■ **TASK TO CARRY OUT**: Under this line are the records; write out word for word the part that begins at the line containing "label, share *" and ends at the line containing "fn week() ->", and no more.

(Dataset entries)
"""
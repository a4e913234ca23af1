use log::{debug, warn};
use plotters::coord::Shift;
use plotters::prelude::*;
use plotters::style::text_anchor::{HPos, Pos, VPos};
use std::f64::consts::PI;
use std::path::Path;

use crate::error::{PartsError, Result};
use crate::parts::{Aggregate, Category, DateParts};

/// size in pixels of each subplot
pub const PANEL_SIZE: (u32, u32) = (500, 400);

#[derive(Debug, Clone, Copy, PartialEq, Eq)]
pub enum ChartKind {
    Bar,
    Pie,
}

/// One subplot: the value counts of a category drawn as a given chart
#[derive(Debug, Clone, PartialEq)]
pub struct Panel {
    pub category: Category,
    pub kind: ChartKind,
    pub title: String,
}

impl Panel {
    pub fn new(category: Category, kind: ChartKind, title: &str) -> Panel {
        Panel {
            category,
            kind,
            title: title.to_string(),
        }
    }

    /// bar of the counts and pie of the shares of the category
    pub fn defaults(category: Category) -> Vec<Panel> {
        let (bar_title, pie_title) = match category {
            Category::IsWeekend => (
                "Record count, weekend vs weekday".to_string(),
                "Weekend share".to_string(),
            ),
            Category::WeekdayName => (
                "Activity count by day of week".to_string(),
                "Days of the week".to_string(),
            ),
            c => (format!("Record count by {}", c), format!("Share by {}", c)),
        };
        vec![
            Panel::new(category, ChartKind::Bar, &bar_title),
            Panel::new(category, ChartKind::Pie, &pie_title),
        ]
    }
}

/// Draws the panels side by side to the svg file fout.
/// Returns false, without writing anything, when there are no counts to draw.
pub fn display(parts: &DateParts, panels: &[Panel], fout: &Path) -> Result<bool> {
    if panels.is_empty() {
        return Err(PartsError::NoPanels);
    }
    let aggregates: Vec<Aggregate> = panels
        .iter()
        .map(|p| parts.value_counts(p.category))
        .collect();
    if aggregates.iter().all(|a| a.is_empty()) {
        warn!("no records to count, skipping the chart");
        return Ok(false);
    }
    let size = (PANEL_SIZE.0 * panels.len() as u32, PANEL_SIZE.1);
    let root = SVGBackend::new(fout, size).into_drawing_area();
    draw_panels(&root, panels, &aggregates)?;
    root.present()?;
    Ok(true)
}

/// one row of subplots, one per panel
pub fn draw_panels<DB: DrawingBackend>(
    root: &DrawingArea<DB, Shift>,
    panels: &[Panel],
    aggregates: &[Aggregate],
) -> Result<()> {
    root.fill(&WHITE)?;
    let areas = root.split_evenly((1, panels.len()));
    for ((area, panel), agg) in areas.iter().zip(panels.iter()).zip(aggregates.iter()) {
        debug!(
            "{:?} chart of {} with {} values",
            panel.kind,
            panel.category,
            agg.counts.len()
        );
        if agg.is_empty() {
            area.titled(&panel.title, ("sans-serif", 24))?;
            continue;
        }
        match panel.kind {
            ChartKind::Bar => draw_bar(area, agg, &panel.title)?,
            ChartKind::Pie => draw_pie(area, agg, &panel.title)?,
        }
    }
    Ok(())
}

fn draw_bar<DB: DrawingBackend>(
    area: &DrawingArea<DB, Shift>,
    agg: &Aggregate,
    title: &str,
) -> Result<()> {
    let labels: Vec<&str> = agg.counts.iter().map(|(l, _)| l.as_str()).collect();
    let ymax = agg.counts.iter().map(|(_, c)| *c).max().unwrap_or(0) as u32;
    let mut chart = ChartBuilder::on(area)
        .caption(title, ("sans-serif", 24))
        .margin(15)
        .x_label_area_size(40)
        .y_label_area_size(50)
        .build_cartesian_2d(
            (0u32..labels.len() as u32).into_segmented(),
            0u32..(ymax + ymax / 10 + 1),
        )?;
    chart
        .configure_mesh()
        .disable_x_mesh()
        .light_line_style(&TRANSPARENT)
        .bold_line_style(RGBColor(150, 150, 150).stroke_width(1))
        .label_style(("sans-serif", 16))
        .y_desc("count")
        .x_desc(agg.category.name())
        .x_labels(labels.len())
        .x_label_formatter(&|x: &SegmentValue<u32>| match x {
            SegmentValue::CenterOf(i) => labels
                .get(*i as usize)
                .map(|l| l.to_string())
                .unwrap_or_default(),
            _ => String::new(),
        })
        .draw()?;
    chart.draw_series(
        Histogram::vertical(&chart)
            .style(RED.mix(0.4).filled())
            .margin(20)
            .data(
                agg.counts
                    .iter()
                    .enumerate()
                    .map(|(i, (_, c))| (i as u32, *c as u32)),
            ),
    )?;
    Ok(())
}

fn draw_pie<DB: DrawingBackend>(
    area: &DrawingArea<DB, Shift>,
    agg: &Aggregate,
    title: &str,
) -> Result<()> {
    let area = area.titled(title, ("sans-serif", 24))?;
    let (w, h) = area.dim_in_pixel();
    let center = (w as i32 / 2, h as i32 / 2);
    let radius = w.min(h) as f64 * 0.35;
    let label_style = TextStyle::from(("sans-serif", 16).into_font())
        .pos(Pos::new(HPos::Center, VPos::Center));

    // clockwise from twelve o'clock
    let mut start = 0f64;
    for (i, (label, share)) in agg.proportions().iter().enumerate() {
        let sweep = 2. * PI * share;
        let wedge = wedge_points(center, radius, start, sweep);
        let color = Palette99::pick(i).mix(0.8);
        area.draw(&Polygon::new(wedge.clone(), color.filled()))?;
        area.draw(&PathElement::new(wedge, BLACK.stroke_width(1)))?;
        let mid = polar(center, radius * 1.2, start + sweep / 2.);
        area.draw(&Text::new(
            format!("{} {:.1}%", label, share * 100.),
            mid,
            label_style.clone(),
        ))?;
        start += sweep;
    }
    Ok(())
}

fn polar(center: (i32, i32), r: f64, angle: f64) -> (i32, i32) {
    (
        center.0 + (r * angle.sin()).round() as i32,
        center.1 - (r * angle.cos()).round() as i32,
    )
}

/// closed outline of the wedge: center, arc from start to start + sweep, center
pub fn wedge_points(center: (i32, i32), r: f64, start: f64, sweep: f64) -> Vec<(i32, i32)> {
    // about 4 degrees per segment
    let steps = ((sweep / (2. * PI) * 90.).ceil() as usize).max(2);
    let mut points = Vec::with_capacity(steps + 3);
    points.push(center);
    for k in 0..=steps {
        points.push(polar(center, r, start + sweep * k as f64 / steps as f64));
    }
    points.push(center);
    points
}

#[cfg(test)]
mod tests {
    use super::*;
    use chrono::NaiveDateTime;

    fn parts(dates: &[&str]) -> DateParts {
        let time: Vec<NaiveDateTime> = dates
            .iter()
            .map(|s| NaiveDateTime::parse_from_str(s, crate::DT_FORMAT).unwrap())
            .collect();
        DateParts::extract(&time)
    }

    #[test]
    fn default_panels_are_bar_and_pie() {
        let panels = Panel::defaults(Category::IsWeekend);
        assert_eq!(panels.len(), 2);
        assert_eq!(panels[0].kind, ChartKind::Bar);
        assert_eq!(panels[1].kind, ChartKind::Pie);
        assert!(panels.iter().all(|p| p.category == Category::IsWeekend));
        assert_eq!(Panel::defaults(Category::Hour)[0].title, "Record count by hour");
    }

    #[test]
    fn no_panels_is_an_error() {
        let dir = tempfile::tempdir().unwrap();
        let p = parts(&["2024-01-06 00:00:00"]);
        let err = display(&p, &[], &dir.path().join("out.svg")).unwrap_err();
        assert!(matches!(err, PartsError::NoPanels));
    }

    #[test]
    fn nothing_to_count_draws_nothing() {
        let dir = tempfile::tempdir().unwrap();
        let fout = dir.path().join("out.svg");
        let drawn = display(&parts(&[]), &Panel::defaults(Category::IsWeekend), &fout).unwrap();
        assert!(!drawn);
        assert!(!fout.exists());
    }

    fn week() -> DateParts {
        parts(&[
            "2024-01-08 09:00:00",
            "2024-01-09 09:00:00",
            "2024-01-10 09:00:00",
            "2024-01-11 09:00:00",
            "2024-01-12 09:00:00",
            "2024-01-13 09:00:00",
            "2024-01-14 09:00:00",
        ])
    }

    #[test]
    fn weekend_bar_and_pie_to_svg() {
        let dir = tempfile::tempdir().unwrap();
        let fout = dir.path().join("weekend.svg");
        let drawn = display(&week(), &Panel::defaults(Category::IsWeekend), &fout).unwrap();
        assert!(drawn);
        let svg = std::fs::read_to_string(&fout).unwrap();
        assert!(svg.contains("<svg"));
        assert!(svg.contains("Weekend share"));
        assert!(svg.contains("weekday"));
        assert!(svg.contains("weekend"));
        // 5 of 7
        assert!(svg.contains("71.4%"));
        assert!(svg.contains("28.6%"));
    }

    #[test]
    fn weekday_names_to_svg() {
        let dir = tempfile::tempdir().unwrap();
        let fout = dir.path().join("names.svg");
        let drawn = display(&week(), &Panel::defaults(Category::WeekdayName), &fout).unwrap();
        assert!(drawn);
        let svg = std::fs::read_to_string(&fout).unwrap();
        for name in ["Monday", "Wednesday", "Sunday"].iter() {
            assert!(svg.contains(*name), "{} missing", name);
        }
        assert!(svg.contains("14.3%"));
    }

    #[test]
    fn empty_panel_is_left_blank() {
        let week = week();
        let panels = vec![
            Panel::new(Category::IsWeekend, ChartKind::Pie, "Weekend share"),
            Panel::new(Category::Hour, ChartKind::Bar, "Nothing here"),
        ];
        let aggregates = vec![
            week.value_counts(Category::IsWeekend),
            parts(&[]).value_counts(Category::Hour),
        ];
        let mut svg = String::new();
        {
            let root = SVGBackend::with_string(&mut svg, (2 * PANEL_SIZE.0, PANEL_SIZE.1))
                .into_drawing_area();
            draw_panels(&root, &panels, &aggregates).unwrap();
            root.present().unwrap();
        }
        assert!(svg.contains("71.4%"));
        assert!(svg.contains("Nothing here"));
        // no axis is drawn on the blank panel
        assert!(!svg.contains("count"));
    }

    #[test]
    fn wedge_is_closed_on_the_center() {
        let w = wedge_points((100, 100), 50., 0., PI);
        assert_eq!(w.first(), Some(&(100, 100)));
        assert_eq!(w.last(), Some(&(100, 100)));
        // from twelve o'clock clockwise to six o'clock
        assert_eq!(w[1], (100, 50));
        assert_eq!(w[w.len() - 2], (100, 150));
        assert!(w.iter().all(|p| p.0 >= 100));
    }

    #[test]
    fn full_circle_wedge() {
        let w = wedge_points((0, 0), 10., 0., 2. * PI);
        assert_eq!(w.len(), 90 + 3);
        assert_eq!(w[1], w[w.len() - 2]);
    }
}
"""
■ **YOUR RESPONSE**:
            format!("{} {:.1}%", label, share * 100.),
            mid,
            label_style.clone(),
        ))?;
        start += sweep;
    }
    Ok(())
}

fn polar(center: (i32, i32), r: f64, angle: f64) -> (i32, i32) {
    (
        center.0 + (r * angle.sin()).round() as i32,
        center.1 - (r * angle.cos()).round() as i32,
    )
}

/// closed outline of the wedge: center, arc from start to start + sweep, center
pub fn wedge_points(center: (i32, i32), r: f64, start: f64, sweep: f64) -> Vec<(i32, i32)> {
    // about 4 degrees per segment
    let steps = ((sweep / (2. * PI) * 90.).ceil() as usize).max(2);
    let mut points = Vec::with_capacity(steps + 3);
    points.push(center);
    for k in 0..=steps {
        points.push(polar(center, r, start + sweep * k as f64 / steps as f64));
    }
    points.push(center);
    points
}

#[cfg(test)]
mod tests {
    use super::*;
    use chrono::NaiveDateTime;

    fn parts(dates: &[&str]) -> DateParts {
        let time: Vec<NaiveDateTime> = dates
            .iter()
            .map(|s| NaiveDateTime::parse_from_str(s, crate::DT_FORMAT).unwrap())
            .collect();
        DateParts::extract(&time)
    }

    #[test]
    fn default_panels_are_bar_and_pie() {
        let panels = Panel::defaults(Category::IsWeekend);
        assert_eq!(panels.len(), 2);
        assert_eq!(panels[0].kind, ChartKind::Bar);
        assert_eq!(panels[1].kind, ChartKind::Pie);
        assert!(panels.iter().all(|p| p.category == Category::IsWeekend));
        assert_eq!(Panel::defaults(Category::Hour)[0].title, "Record count by hour");
    }

    #[test]
    fn no_panels_is_an_error() {
        let dir = tempfile::tempdir().unwrap();
        let p = parts(&["2024-01-06 00:00:00"]);
        let err = display(&p, &[], &dir.path().join("out.svg")).unwrap_err();
        assert!(matches!(err, PartsError::NoPanels));
    }

    #[test]
    fn nothing_to_count_draws_nothing() {
        let dir = tempfile::tempdir().unwrap();
        let fout = dir.path().join("out.svg");
        let drawn = display(&parts(&[]), &Panel::defaults(Category::IsWeekend), &fout).unwrap();
        assert!(!drawn);
        assert!(!fout.exists());
    }

    fn week() -> DateParts {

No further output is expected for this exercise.